There are two further findings of note. Compared to previously published Australian data suggesting that cancer patients have accessed specialist palliative care for a median of 30 days (IQR 10–81 days) and community palliative care services for 62 days (IQR 26–137) before death [28], our study demonstrated that patients in our cohort accessed services for longer periods (median of 152.5 days, IQR 81.8–342.5). Though the median time from first referral to the integrated palliative care service to initial SCC appointment was 110 days, in the interim, patients would have accessed the service through contact with the inpatient consultation team or community nursing team. This reflects the transformation of the palliative care service over several years to one of early integration [29], allowing for earlier targeting of symptoms and provision of support. Secondly, using the symptom composite score as a surrogate marker for overall symptom burden, gynaecological cancer patients had the highest symptom composite scores despite representing less than 10% of the cohort. This finding is consistent with studies showing high symptom burden in this group regardless of stage and site of cancer, with younger age, ongoing treatment and history of chronic pain, depression or anxiety being predictors [30]. Likewise, patients with breast cancer, who reported the second highest symptom composite score in our cohort, are more likely to report higher levels of symptom burden with lower coping capacity and emotional distress [31]. These factors support recommendations of routine screening of targeted patients occurring concurrently with referrals based on clinician discretion [14] and may help to identify areas for future study in our institution’s cancer population who are currently not being seen in the SCC.

Our study had several limitations.
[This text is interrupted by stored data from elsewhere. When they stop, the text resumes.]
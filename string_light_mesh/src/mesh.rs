// Mesh geometry buffers produced by the generator.
//
// `MeshBuffers` holds four parallel-ish sequences: positions, triangle
// indices, per-vertex colors and per-vertex UVs. Positions, colors and UVs are
// strictly parallel (one entry per vertex); indices come in triples that
// reference positions.
//
// Buffers are only ever appended to while generating; `validate` checks the
// invariants a mesh consumer relies on.
//
// See also: `cable.rs` which writes into these buffers, `export.rs` for the
// sinks that consume them.

use glam::{Vec2, Vec3, Vec4};
use serde::{Deserialize, Serialize};

/// Mesh geometry: local-space positions, triangle list, colors and UVs.
#[derive(Clone, Debug, Default, PartialEq, Serialize, Deserialize)]
pub struct MeshBuffers {
    /// Vertex positions in the generator's local space.
    pub vertices: Vec<Vec3>,
    /// Triangle indices, 3 per triangle, referencing `vertices`.
    pub indices: Vec<u32>,
    /// Per-vertex RGBA. Alpha is not clamped.
    pub colors: Vec<Vec4>,
    /// Per-vertex texture coordinates.
    pub uvs: Vec<Vec2>,
}

/// A violated `MeshBuffers` invariant.
#[derive(Debug, Clone, PartialEq, thiserror::Error)]
pub enum MeshError {
    #[error("{colors} colors and {uvs} uvs for {vertices} vertices")]
    AttributeMismatch {
        vertices: usize,
        colors: usize,
        uvs: usize,
    },

    #[error("index count {0} is not a multiple of 3")]
    PartialTriangle(usize),

    #[error("index {index} at position {position} is out of range for {vertices} vertices")]
    IndexOutOfRange {
        position: usize,
        index: u32,
        vertices: usize,
    },
}

impl MeshBuffers {
    pub fn new() -> Self {
        Self::default()
    }

    pub fn is_empty(&self) -> bool {
        self.vertices.is_empty()
    }

    pub fn vertex_count(&self) -> usize {
        self.vertices.len()
    }

    pub fn triangle_count(&self) -> usize {
        self.indices.len() / 3
    }

    /// Index the next pushed vertex will get.
    pub fn next_index(&self) -> u32 {
        self.vertices.len() as u32
    }

    /// Push one vertex with its color and UV.
    pub fn push_vertex(&mut self, position: Vec3, color: Vec4, uv: Vec2) {
        self.vertices.push(position);
        self.colors.push(color);
        self.uvs.push(uv);
    }

    pub fn push_triangle(&mut self, a: u32, b: u32, c: u32) {
        self.indices.extend_from_slice(&[a, b, c]);
    }

    /// Check that attributes are parallel to positions and every triangle
    /// references an existing vertex.
    pub fn validate(&self) -> Result<(), MeshError> {
        let vertices = self.vertices.len();
        if self.colors.len() != vertices || self.uvs.len() != vertices {
            return Err(MeshError::AttributeMismatch {
                vertices,
                colors: self.colors.len(),
                uvs: self.uvs.len(),
            });
        }
        if self.indices.len() % 3 != 0 {
            return Err(MeshError::PartialTriangle(self.indices.len()));
        }
        if let Some((position, &index)) = self
            .indices
            .iter()
            .enumerate()
            .find(|&(_, &i)| i as usize >= vertices)
        {
            return Err(MeshError::IndexOutOfRange {
                position,
                index,
                vertices,
            });
        }
        Ok(())
    }

    /// Axis-aligned bounds of all positions, or `None` for an empty mesh.
    pub fn bounds(&self) -> Option<(Vec3, Vec3)> {
        let first = *self.vertices.first()?;
        Some(
            self.vertices
                .iter()
                .fold((first, first), |(lo, hi), &v| (lo.min(v), hi.max(v))),
        )
    }
}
Firstly, our study cohort was subject to bias. There was a high prevalence of gastrointestinal cancers in our cohort, encompassing colorectal and pancreatic cancer, and a low prevalence of skin cancers, likely secondary to our institution’s reputation as a leading colorectal surgery centre which contributed to selection bias. Additionally, of the 1060 patients seen by the service in 5 years, only 249 patients met the eligibility criteria and were evaluated, adding a further bias to the study. Secondly, given the integrated palliative care service model, which encompasses inpatient, community, consult and ambulatory services, our patients may have had access to symptom management and interventions between clinic consultations via the community and acute sector consultation and inpatient palliative care teams. Thus, it is difficult to directly attribute the changes in patient-reported outcomes to the initial SCC appointment. Thirdly, as only half of our initial cohort completed follow up SAS scores, the change in patient-report symptom scores may be underrepresented. This may explain the large proportion of patients (18–66.6%) who had moderate to severe symptoms at baseline that continued to have moderate to severe symptoms at follow-up. Finally, our follow-up time between appointments of 4 weeks is longer than the 15–21 days seen in earlier studies [4, 5, 20]. We hypothesise that this prolonged time to follow-up, due to natural progression and clinical deterioration in advanced malignancy, may have contributed to the high proportion of our patients who still had clinically significant symptoms, particularly fatigue, at follow-up.

Conclusion

In summary, this study highlights the high burden of clinically significant symptoms and the need for effective symptom management programs in the ambulatory setting for patients with cancer. It also demonstrates the opportunity such services provide to enable patient education, psychosocial care and future planning. Considering the totality of care required across the physical, social and psycho-existential domains, more comprehensive evaluation methods to ascertain the benefits of ambulatory palliative care are needed. The results of this study will inform the development of a phase II study examining the feasibility and acceptability amongst patients and clinicians on the use of electronic capturing of more comprehensive patient-reported outcomes in the ambulatory cancer setting.